Technical Abstract: Alfalfa seed production in the northwestern United States and western Canada is heavily dependent upon the pollinating services of M. rotundata (F.) (Hymenoptera: Megachilidae). Megachile rotundata females nest in cavities either naturally occurring or in artificial nesting blocks. Because of the physical nature of the nest, M. rotundata brood may have limited to no exposure to photoperiodic cues in order to regulate important circadian functions. Adult emergence of brood incubated under constant 29°C and darkness is arhythmic. Exposing developing M. rotundata to a thermoperiod synchronizes emergence to the beginning of the thermophase and decreases the total number of days required for all adults to emerge. The amplitude of the thermoperiod regulates the timing of peak emergence in relationship to the increase in temperature. A thermoperiod amplitude of only 2°C is sufficient to synchronize peak adult emergence to take place during the rise in temperature.
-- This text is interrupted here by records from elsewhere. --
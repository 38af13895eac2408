//! Per-unit chunk rotation.
//!
//! One `ChunkWriter` exclusively owns one capture unit's encoder. It opens
//! chunks on demand, rotates them when the configured duration elapses, and
//! finalizes them into the sync worker's queue. Rotation finalizes the old
//! chunk and opens the next one *before* writing the incoming frame, so no
//! frame is ever dropped across a boundary.

use anyhow::{anyhow, Result};
use std::path::PathBuf;
use std::sync::Arc;
use std::time::{Duration, Instant};

use crate::chunk::{self, ChunkMeta, ChunkState};
use crate::encoder::{EncoderSink, SinkFactory};
use crate::frame::Frame;
use crate::sync::UploadQueue;
use crate::{now_s, UnitId};

pub struct ChunkWriter {
    unit: UnitId,
    owner: String,
    cache_dir: PathBuf,
    chunk_duration: Duration,
    fps: f64,
    frame_size: (u32, u32),
    codecs: Vec<String>,
    factory: Arc<dyn SinkFactory>,
    queue: Arc<UploadQueue>,
    open: Option<OpenChunk>,
}

struct OpenChunk {
    sink: Box<dyn EncoderSink>,
    path: PathBuf,
    start_epoch: u64,
    started: Instant,
    frames: u64,
}

impl ChunkWriter {
    #[allow(clippy::too_many_arguments)]
    pub fn new(
        unit: UnitId,
        owner: String,
        cache_dir: PathBuf,
        chunk_duration: Duration,
        fps: f64,
        frame_size: (u32, u32),
        codecs: Vec<String>,
        factory: Arc<dyn SinkFactory>,
        queue: Arc<UploadQueue>,
    ) -> Self {
        Self {
            unit,
            owner,
            cache_dir,
            chunk_duration,
            fps,
            frame_size,
            codecs,
            factory,
            queue,
            open: None,
        }
    }

    /// Write one frame, rotating first if the open chunk has reached its
    /// duration. Returns the finalized chunk when a rotation (or first-open
    /// after a failure) completed one.
    pub fn write_frame(&mut self, frame: &Frame) -> Result<Option<ChunkMeta>> {
        let mut finalized = None;
        match &self.open {
            None => self.open_chunk()?,
            Some(open) if open.started.elapsed() >= self.chunk_duration => {
                finalized = self.finalize_open()?;
                self.open_chunk()?;
            }
            Some(_) => {}
        }

        let open = self
            .open
            .as_mut()
            .ok_or_else(|| anyhow!("no open chunk after open"))?;
        open.sink.write_frame(frame)?;
        open.frames += 1;
        Ok(finalized)
    }

    /// Finalize any open chunk (shutdown or pause).
    pub fn close(&mut self) -> Result<Option<ChunkMeta>> {
        self.finalize_open()
    }

    fn open_chunk(&mut self) -> Result<()> {
        let start_epoch = now_s()?;
        let path = self
            .cache_dir
            .join(chunk::temp_file_name(self.unit, start_epoch, &self.owner));

        // Register before the file exists so a rescan can never observe a
        // recording chunk.
        self.queue.mark_recording(&path);
        let sink = match self
            .factory
            .open(&path, &self.codecs, self.fps, self.frame_size)
        {
            Ok(sink) => sink,
            Err(e) => {
                self.queue.abandon_recording(&path);
                return Err(e);
            }
        };

        log::info!("unit {}: started chunk {}", self.unit, path.display());
        self.open = Some(OpenChunk {
            sink,
            path,
            start_epoch,
            started: Instant::now(),
            frames: 0,
        });
        Ok(())
    }

    fn finalize_open(&mut self) -> Result<Option<ChunkMeta>> {
        let Some(open) = self.open.take() else {
            return Ok(None);
        };

        // The bytes are on disk either way; a finish error must not prevent
        // the chunk from being enqueued.
        if let Err(e) = open.sink.finish() {
            log::error!("unit {}: encoder finish failed: {e:#}", self.unit);
        }

        let end_epoch = now_s()?;
        let final_path = self.cache_dir.join(chunk::final_file_name(
            self.unit,
            open.start_epoch,
            end_epoch,
            &self.owner,
        ));

        let upload_path = match std::fs::rename(&open.path, &final_path) {
            Ok(()) => {
                log::info!(
                    "unit {}: finalized chunk {} ({} frames)",
                    self.unit,
                    final_path.display(),
                    open.frames
                );
                final_path
            }
            Err(e) => {
                // Naming convention violated for this one file, but delivery
                // still happens under the temp name.
                log::error!(
                    "unit {}: failed to rename chunk ({e}); uploading {} as-is",
                    self.unit,
                    open.path.display()
                );
                open.path.clone()
            }
        };

        self.queue.mark_complete(&open.path, &upload_path);

        Ok(Some(ChunkMeta {
            unit: self.unit,
            owner: self.owner.clone(),
            start_epoch: open.start_epoch,
            end_epoch: Some(end_epoch),
            path: upload_path,
            state: ChunkState::Finalized,
        }))
    }
}

impl Drop for ChunkWriter {
    fn drop(&mut self) {
        if self.open.is_some() {
            if let Err(e) = self.finalize_open() {
                log::error!("unit {}: finalize on drop failed: {e:#}", self.unit);
            }
        }
    }
}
Increasing the amplitude of the thermoperiod to 6 or 8°C causes a positively correlated shift in peak emergence to later in the thermophase. Brood stored under constant 29°C and darkness for different durations (May/June early in the growing season or July/August late in the growing season) or under a fluctuating thermal regime (base temperature of 6°C and daily 1 h pulse of 20°C until September/November) maintain their capacity for entraining emergence timing by thermoperiodism. The possible management implications of these results would be improved mating success by concentrating adult emergence over a fewer number of days and during the time of day that would be most advantageous for mating.